The results of two major outcome trials — CREDENCE and CARMELINA — targeting patients with type 2 diabetes and chronic kidney disease (CKD) were presented on Tuesday, June 11, the final day of the 79th Scientific Sessions in San Francisco, CA.
CREDENCE (Canagliflozin and Renal Events in Diabetes with Established Nephropathy Clinical Evaluation) was designed to primarily assess progression of kidney disease and secondarily cardiovascular (CV) outcomes. CARMELINA (Cardiovascular and Renal Microvascular outcome study with Linagliptin in Patients with Type 2 Diabetes Mellitus) primarily assessed CV outcomes and secondarily kidney disease progression.
CREDENCE results show canagliflozin improves CV and renal outcomes in type 2 diabetes patients with CKD
For patients with CKD and type 2 diabetes, the SGLT2 inhibitor canagliflozin has a renal and cardiovascular protective effect in reducing the progression of kidney impairment, according to results of the CREDENCE trial presented at the Scientific Sessions. CREDENCE is the first study in 18 years to demonstrate that a drug can improve cardiovascular and renal outcomes in patients with type 2 diabetes and CKD, regardless of their previous history of cardiovascular disease.
CREDENCE was a randomized, double-blind controlled trial that ended early after a planned interim analysis indicated an overwhelming benefit. At the time the study was stopped, 4,401 participants with a mean age of 63 years and an average duration of type 2 diabetes of 15.8 years had enrolled and received follow-up for an average 2.62 years. The study participants had A1C levels between 6.5 percent and 12 percent, with an estimated glomerular filtration rate (eGFR) between 30 to 90 milliliters/minute/1.73 meters2. The participants were assigned to receive 100mg of oral canagliflozin daily or placebo.
“We found that canagliflozin reduced the risk of end-stage kidney disease, doubling of serum creatinine, or renal or cardiovascular death by 30 percent, and reduced dialysis, transplantation, or renal death by 28 percent,” said CREDENCE co-investigator Meg Jardine, MD, PhD, Associate Professor of Medicine at the University of New South Wales in Australia and Program Head at the George Institute for Global Health. “Additionally, we saw no observed difference in canagliflozin for fracture or amputation, and safety was as you would otherwise expect from the class.”

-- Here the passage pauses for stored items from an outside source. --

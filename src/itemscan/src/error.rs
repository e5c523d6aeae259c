//! Error types for remote reads, name decoding, scanning and resolution.

use thiserror::Error;

use crate::catalog::BaseClass;

/// A single remote read failed
#[derive(Error, Debug, Clone, PartialEq, Eq)]
pub enum ReadError {
    #[error("Read of {size} bytes at {address:#x} failed: {reason}")]
    Failed {
        address: usize,
        size: usize,
        reason: String,
    },

    #[error("Address {address:#x} (+{size} bytes) is outside any readable memory")]
    OutOfRange { address: usize, size: usize },
}

impl ReadError {
    pub fn failed(address: usize, size: usize, reason: impl Into<String>) -> Self {
        ReadError::Failed {
            address,
            size,
            reason: reason.into(),
        }
    }
}

/// An FName index could not be decoded
#[derive(Error, Debug, Clone, PartialEq, Eq)]
pub enum NameError {
    #[error("FName block {block} out of range (have {available} blocks)")]
    BlockOutOfRange { block: usize, available: usize },

    #[error("FName block {0} is null")]
    NullBlock(usize),

    #[error("Invalid FName length {len} at index {index}")]
    InvalidLength { index: u32, len: usize },

    #[error("FName index {0} not present in name table")]
    Unknown(u32),

    #[error(transparent)]
    Read(#[from] ReadError),
}

/// The object array could not be scanned at all
#[derive(Error, Debug, Clone, PartialEq, Eq)]
pub enum ScanError {
    #[error("Failed to read GUObjectArray header: {0}")]
    Descriptor(#[source] ReadError),

    #[error("GUObjectArray at {address:#x} is invalid: {reason}")]
    InvalidDescriptor { address: usize, reason: String },
}

/// A catalog could not be built
#[derive(Error, Debug, Clone, PartialEq, Eq)]
pub enum CatalogError {
    #[error("Catalog entry has an empty key")]
    EmptyKey,

    #[error("Catalog entry {0} has an empty name fragment")]
    EmptyFragment(String),

    #[error("Duplicate catalog key: {0}")]
    DuplicateKey(String),
}

/// Why an item category could not be resolved to an object
#[derive(Error, Debug, Clone, PartialEq, Eq)]
pub enum ResolveError {
    #[error("Unknown item category: {0}")]
    UnknownCategory(String),

    #[error("No objects found for {category} (searched for '{fragment}')")]
    NoObjectsFound { category: String, fragment: String },

    #[error("{candidates} candidate(s) for {category}, none derive from {}", .base.class_name())]
    NoMatchingClass {
        category: String,
        base: BaseClass,
        candidates: usize,
    },

    #[error("Remote read failure: {0}")]
    RemoteReadFailure(#[from] ScanError),
}

impl ResolveError {
    /// Short stable identifier for the failure kind
    pub fn kind(&self) -> &'static str {
        match self {
            ResolveError::UnknownCategory(_) => "UnknownCategory",
            ResolveError::NoObjectsFound { .. } => "NoObjectsFound",
            ResolveError::NoMatchingClass { .. } => "NoMatchingClass",
            ResolveError::RemoteReadFailure(_) => "RemoteReadFailure",
        }
    }
}
//! FNamePool structure and discovery
//!
//! The FNamePool is UE5's block-based storage for FName strings.
//! Each block is typically 64KB.

use crate::error::{NameError, ReadError};
use crate::layout::is_valid_pointer;
use crate::source::MemorySource;

use byteorder::{ByteOrder, LE};
use tracing::debug;

/// Upper bound on CurrentBlock accepted as a sane header
const MAX_BLOCKS: u32 = 8192;

/// Largest region prefix scanned per region during discovery
const DISCOVERY_WINDOW: usize = 16 * 1024 * 1024;

/// FNamePool header and its block table
///
/// Header layout (UE5.5):
/// +0x00: Lock (8 bytes)
/// +0x08: CurrentBlock (4 bytes)
/// +0x0C: CurrentByteCursor (4 bytes)
/// +0x10: Blocks[] - array of block pointers (8 bytes each)
#[derive(Debug, Clone)]
pub struct FNamePool {
    /// Address of the FNamePool header
    pub header_addr: usize,
    /// Index of the block currently being filled
    pub current_block: u32,
    /// Byte cursor in the current block
    pub current_cursor: u32,
    /// Block addresses, `current_block + 1` entries
    pub blocks: Vec<usize>,
}

impl FNamePool {
    /// Read and validate the pool header at `addr`
    pub fn read_at(source: &dyn MemorySource, addr: usize) -> Result<Self, NameError> {
        let header = source.read_bytes(addr, 24)?;
        let current_block = LE::read_u32(&header[8..12]);
        let current_cursor = LE::read_u32(&header[12..16]);
        let block0 = LE::read_u64(&header[16..24]) as usize;

        if current_block > MAX_BLOCKS {
            return Err(NameError::BlockOutOfRange {
                block: current_block as usize,
                available: MAX_BLOCKS as usize,
            });
        }
        if !is_valid_pointer(block0) {
            return Err(NameError::NullBlock(0));
        }
        if !block_starts_with_none(source, block0) {
            return Err(NameError::Read(ReadError::failed(
                block0,
                8,
                "block 0 does not start with the 'None' entry",
            )));
        }

        let num_blocks = current_block as usize + 1;
        let blocks_data = source.read_bytes(addr + 16, num_blocks * 8)?;
        let blocks: Vec<usize> = blocks_data
            .chunks_exact(8)
            .map(|c| LE::read_u64(c) as usize)
            .collect();

        debug!(
            "found FNamePool at {:#x}: {} blocks, cursor {:#x}",
            addr,
            blocks.len(),
            current_cursor
        );

        Ok(FNamePool {
            header_addr: addr,
            current_block,
            current_cursor,
            blocks,
        })
    }

    /// Search readable regions for an FNamePool header
    ///
    /// Tries `hint` first, then every readable region, module image first.
    pub fn discover(source: &dyn MemorySource, hint: Option<usize>) -> Option<Self> {
        if let Some(addr) = hint {
            if let Ok(pool) = Self::read_at(source, addr) {
                return Some(pool);
            }
            debug!("FNamePool hint {:#x} invalid, searching regions", addr);
        }

        let mut regions: Vec<_> = source
            .regions()
            .iter()
            .filter(|r| r.is_readable())
            .collect();
        regions.sort_by_key(|r| if r.path.is_some() { 0 } else { 1 });

        for region in regions {
            let size = region.size().min(DISCOVERY_WINDOW);
            let data = match source.read_bytes(region.start, size) {
                Ok(d) => d,
                Err(_) => continue,
            };

            for i in (0..data.len().saturating_sub(24)).step_by(8) {
                let lock = LE::read_u64(&data[i..i + 8]);
                let current_block = LE::read_u32(&data[i + 8..i + 12]);
                let current_cursor = LE::read_u32(&data[i + 12..i + 16]);
                let block0 = LE::read_u64(&data[i + 16..i + 24]) as usize;

                if lock > 100 || current_block > MAX_BLOCKS {
                    continue;
                }
                if current_cursor == 0 || current_cursor > 0x20000 {
                    continue;
                }
                if !is_valid_pointer(block0) || block0 % 8 != 0 {
                    continue;
                }

                if let Ok(pool) = Self::read_at(source, region.start + i) {
                    return Some(pool);
                }
            }
        }

        None
    }
}

/// Block 0 of every pool begins with the 4-byte ANSI entry "None"
fn block_starts_with_none(source: &dyn MemorySource, block0: usize) -> bool {
    match source.read_bytes(block0, 6) {
        Ok(entry) => {
            let header = LE::read_u16(&entry[0..2]);
            (header >> 6) == 4 && &entry[2..6] == b"None"
        }
        Err(_) => false,
    }
}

CARMELINA trial demonstrates safety of linagliptin in type 2 diabetes patients at high risk for CV or renal disease
When added to usual care in patients with type 2 diabetes at increased risk of cardiovascular and/or renal disease, the DPP-4 inhibitor linagliptin resulted in cardiovascular and renal events comparable to placebo over a median period of 2.2 years across a broad range of age and kidney function variables, according to results from the CARMELINA trial.
CARMELINA was a large, international, randomized, placebo-controlled, multicenter noninferiority trial conducted from 2013 to 2016 at 605 clinic sites in 27 countries. The study included 6,979 adults with type 2 diabetes who were randomized to receive placebo or 5 mg of linagliptin once daily plus usual diabetes care. The primary outcome measure was the time to first occurrence of the composite of CV events (CV death, nonfatal myocardial infarction, or nonfatal stroke). The key secondary outcome was time to first occurrence of a composite of adjudication-confirmed renal death, end-stage kidney disease, or a sustained decrease in eGFR of 40 percent or greater from baseline.

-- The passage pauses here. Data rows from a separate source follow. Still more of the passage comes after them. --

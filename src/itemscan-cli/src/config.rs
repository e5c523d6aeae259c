//! Configuration management for itemscan CLI

use anyhow::{Context, Result};
use itemscan::{CatalogEntry, EngineLayout, ItemCatalog};
use serde::{Deserialize, Serialize};
use std::fs;
use std::path::{Path, PathBuf};

#[derive(Debug, Serialize, Deserialize, Default, PartialEq)]
pub struct Config {
    /// Process to attach to when no --pid/--process is given
    #[serde(default, skip_serializing_if = "Option::is_none")]
    pub process_name: Option<String>,

    /// GUObjectArray offset from the main module base
    #[serde(default, skip_serializing_if = "Option::is_none")]
    pub gobjects_offset: Option<usize>,

    /// FNamePool offset from the main module base
    #[serde(default, skip_serializing_if = "Option::is_none")]
    pub gnames_offset: Option<usize>,

    #[serde(default, skip_serializing_if = "Option::is_none")]
    pub timeout_secs: Option<u64>,

    /// Engine structure overrides; missing fields keep their defaults
    #[serde(default, skip_serializing_if = "Option::is_none")]
    pub layout: Option<EngineLayout>,

    /// Replaces the built-in catalog when present
    #[serde(default, skip_serializing_if = "Option::is_none")]
    pub catalog: Option<Vec<CatalogEntry>>,
}

impl Config {
    /// Get the path to the config file
    pub fn config_path() -> Result<PathBuf> {
        let config_dir = dirs::config_dir()
            .context("Could not determine config directory")?
            .join("itemscan");

        Ok(config_dir.join("config.toml"))
    }

    /// Load from `path`, or the default location when `None`
    pub fn load(path: Option<&Path>) -> Result<Self> {
        match path {
            Some(path) => Self::load_from(path),
            None => Self::load_from(&Self::config_path()?),
        }
    }

    /// Load configuration from file, or create default if it doesn't exist
    pub fn load_from(config_path: &Path) -> Result<Self> {
        if !config_path.exists() {
            return Ok(Config::default());
        }

        let contents = fs::read_to_string(config_path)
            .with_context(|| format!("Failed to read config from {}", config_path.display()))?;

        toml::from_str(&contents)
            .with_context(|| format!("Failed to parse config file {}", config_path.display()))
    }

    /// Save to `path`, or the default location when `None`
    pub fn save(&self, path: Option<&Path>) -> Result<PathBuf> {
        let config_path = match path {
            Some(path) => path.to_path_buf(),
            None => Self::config_path()?,
        };
        self.save_to(&config_path)?;
        Ok(config_path)
    }

    /// Save configuration to file
    pub fn save_to(&self, config_path: &Path) -> Result<()> {
        // Create config directory if it doesn't exist
        if let Some(parent) = config_path.parent() {
            fs::create_dir_all(parent).with_context(|| {
                format!("Failed to create config directory at {}", parent.display())
            })?;
        }

        let contents = toml::to_string_pretty(self).context("Failed to serialize config")?;

        fs::write(config_path, contents)
            .with_context(|| format!("Failed to write config to {}", config_path.display()))?;

        Ok(())
    }

    /// Configured layout, or the stock one
    pub fn layout(&self) -> EngineLayout {
        self.layout.clone().unwrap_or_default()
    }

    /// Configured catalog, or the built-in one
    pub fn catalog(&self) -> Result<ItemCatalog> {
        match &self.catalog {
            Some(entries) => {
                ItemCatalog::new(entries.clone()).context("Invalid [[catalog]] in config")
            }
            None => Ok(ItemCatalog::default()),
        }
    }
}

#[cfg(test)]
mod tests {
    use super::*;
    use itemscan::BaseClass;

    #[test]
    fn test_missing_file_gives_default() {
        let dir = tempfile::tempdir().unwrap();
        let config = Config::load_from(&dir.path().join("absent.toml")).unwrap();
        assert_eq!(config, Config::default());
        assert_eq!(config.catalog().unwrap().len(), 20);
        assert_eq!(config.layout(), EngineLayout::default());
    }

    #[test]
    fn test_save_and_reload() {
        let dir = tempfile::tempdir().unwrap();
        let path = dir.path().join("nested").join("config.toml");

        let config = Config {
            process_name: Some("Game-Win64-Shipping.exe".to_string()),
            gobjects_offset: Some(0x113878f0),
            gnames_offset: Some(0x112a1c80),
            timeout_secs: Some(30),
            ..Default::default()
        };
        config.save_to(&path).unwrap();

        let loaded = Config::load_from(&path).unwrap();
        assert_eq!(loaded, config);
    }

    #[test]
    fn test_partial_layout_and_custom_catalog() {
        let dir = tempfile::tempdir().unwrap();
        let path = dir.path().join("config.toml");
        fs::write(
            &path,
            r#"
process_name = "Game.exe"
gobjects_offset = 4096

[layout]
item_size = 16

[[catalog]]
key = "flare gun"
fragment = "DA_FlareGun"
base = "gun"

[[catalog]]
key = "LAMP"
fragment = "DA_Lamp"
base = "item"
fallbacks = ["Lamp"]
"#,
        )
        .unwrap();

        let config = Config::load_from(&path).unwrap();
        assert_eq!(config.gobjects_offset, Some(0x1000));

        let layout = config.layout();
        assert_eq!(layout.item_size, 16);
        assert_eq!(layout.struct_super_offset, 0x40);

        let catalog = config.catalog().unwrap();
        assert_eq!(catalog.len(), 2);
        assert_eq!(catalog.get("Flare Gun").unwrap().base, BaseClass::Gun);
        assert_eq!(catalog.get("lamp").unwrap().fallbacks, vec!["Lamp".to_string()]);
        assert!(catalog.get("knife").is_none());
    }

    #[test]
    fn test_duplicate_catalog_keys_rejected() {
        let config = Config {
            catalog: Some(vec![
                CatalogEntry::new("RICE", "DA_Rice", BaseClass::Item),
                CatalogEntry::new("rice", "DA_Rice2", BaseClass::Item),
            ]),
            ..Default::default()
        };
        assert!(config.catalog().is_err());
    }

    #[test]
    fn test_invalid_toml_is_an_error() {
        let dir = tempfile::tempdir().unwrap();
        let path = dir.path().join("config.toml");
        fs::write(&path, "gobjects_offset = \"not a number\"").unwrap();
        assert!(Config::load_from(&path).is_err());
    }
}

“We observed no increased risk for CV, heart failure, or kidney outcomes with linagliptin relative to placebo, hence demonstrating safety in this vulnerable population enriched for the presence of CKD,” said CARMELINA study co-chair Darren K. McGuire, MD, MHSc, Distinguished Teaching Professor and the Dallas Heart Ball Chair for Research on Heart Disease in Women at the University of Texas Southwestern Medical Center.
“In addition, we observed a significant risk reduction for worsening of albuminuria and significantly improved glycemic control with linagliptin versus placebo, without increasing risk for hypoglycemia,” he continued. “These data advance the evidence base for treatment options in people with reduced kidney function, for whom many therapies are contraindicated, or at least used with high caution.”